ABSTRACT
An effective method of prediction of neonatal transient hypothyroidism was examined
in 105 neonates (including a pair of twins) born to mothers with chronic thyroiditis
(92 mothers with goitrous Hashimoto's disease and 12 with primary atrophic hypothyroidism).
Antithyroid microsomal antibody was measured by a hemagglutination technique (MCHA),
and antithyroid-stimulating hormone (TSH) receptor antibody by both radioreceptor
assay (TBII) and biologic thyroid-stimulation blocking assay (TSBAb). For generalization
of predictive criteria, the expression of TBII activity was standardized using standard
serum made taking units of MRC-LATS-standard B as a reference, and that of TSBAb activity
was standardized as the degree of dilution with normal pooled serum to attain 50%
inhibition of TSH (100 μU/ml)-induced cyclic adenosine monophosphate increase (TSBAb50). The MCHA titer in maternal serum at delivery correlated well with that of the corresponding
cord serum, butnotwith the free thyroxine (T4) index or the TSH level in cord serum.

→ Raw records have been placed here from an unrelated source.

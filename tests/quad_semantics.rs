//! Quad-set semantics (spec §8 "Quad-set semantics"): inserting the same
//! quad twice increases the row count by exactly one, and deleting by
//! pattern removes exactly the matching rows.

mod common;

use quadstore::{Quad, QuadPattern, Term};

#[tokio::test]
async fn inserting_a_duplicate_quad_increases_the_count_by_one() {
    let Some(engine) = common::connect().await else { return };
    let space = common::unique_space("dupe");
    engine.create_space(&space).await.unwrap();

    let quad = Quad::in_default_graph(
        Term::uri("http://example.com/a"),
        Term::uri("http://example.com/p"),
        Term::plain_literal("1"),
    );

    let first = engine.insert_quads(&space, &[quad.clone()]).await.unwrap();
    let second = engine.insert_quads(&space, &[quad.clone()]).await.unwrap();
    assert_eq!(first, 1);
    assert_eq!(second, 0, "duplicate insert must not create a second row");

    engine.drop_space(&space).await.unwrap();
}

#[tokio::test]
async fn deleting_by_pattern_removes_only_the_matching_rows() {
    let Some(engine) = common::connect().await else { return };
    let space = common::unique_space("del");
    engine.create_space(&space).await.unwrap();

    let keep = Quad::in_default_graph(
        Term::uri("http://example.com/a"),
        Term::uri("http://example.com/p"),
        Term::plain_literal("keep"),
    );
    let drop_me = Quad::in_default_graph(
        Term::uri("http://example.com/a"),
        Term::uri("http://example.com/p"),
        Term::plain_literal("drop"),
    );
    engine
        .insert_quads(&space, &[keep.clone(), drop_me.clone()])
        .await
        .unwrap();

    let pattern = QuadPattern {
        subject: Some(drop_me.subject.clone()),
        predicate: Some(drop_me.predicate.clone()),
        object: Some(drop_me.object.clone()),
        context: Some(drop_me.context.clone()),
    };
    let deleted = engine.delete_quads(&space, &pattern).await.unwrap();
    assert_eq!(deleted, 1);

    let result = engine
        .execute_query(
            &space,
            "SELECT (COUNT(*) AS ?n) WHERE { ?s ?p ?o }",
            &Default::default(),
        )
        .await
        .unwrap();
    assert_count(result, 1);

    engine.drop_space(&space).await.unwrap();
}

fn assert_count(result: quadstore::QueryResult, expected: i64) {
    match result {
        quadstore::QueryResult::Bindings { rows, .. } => {
            assert_eq!(rows.len(), 1);
            let n = rows[0][0].as_ref().expect("?n must be bound");
            assert_eq!(n.text, expected.to_string());
        }
        _ => panic!("expected bindings"),
    }
}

TBII activity was positive in only 4 of 12
mothers with primary atrophic hypothyroidism, TSBAb activity was also positive only
in these four mothers, and neonatal thyroid dysfunction was observed in three of their
neonates. Two of these neonates developed transient hypothyroidism requiring T4 treatment, and the third developed mild transient hyperthyrotropinemia with normal
T4 and triidothyronine levels. The mothers whose neonates showed transient hypothyroidism
had TBII activities of more than 300 U/ml and TSBAb50 activities of more than 300. Ninety-two mothers with goitrous Hashimoto's disease
had neither TBII nor TSBAb activity, irrespective of their thyroid function, and delivered
euthyroid babies. These data indicate that the MCHA titer has no effect on neonatal
thyroid function. For effective prediction of neonatal transient hypothyroidism, TBII
needs to be measured only in patients with primary atrophic hypothyroidism, and neonatal
transient hypothyroidism can be predicted when the maternal TBII activity is strongly
positive (more than 300 U/ml). TSBAb50 activities of more than 300 provide support for the prediction.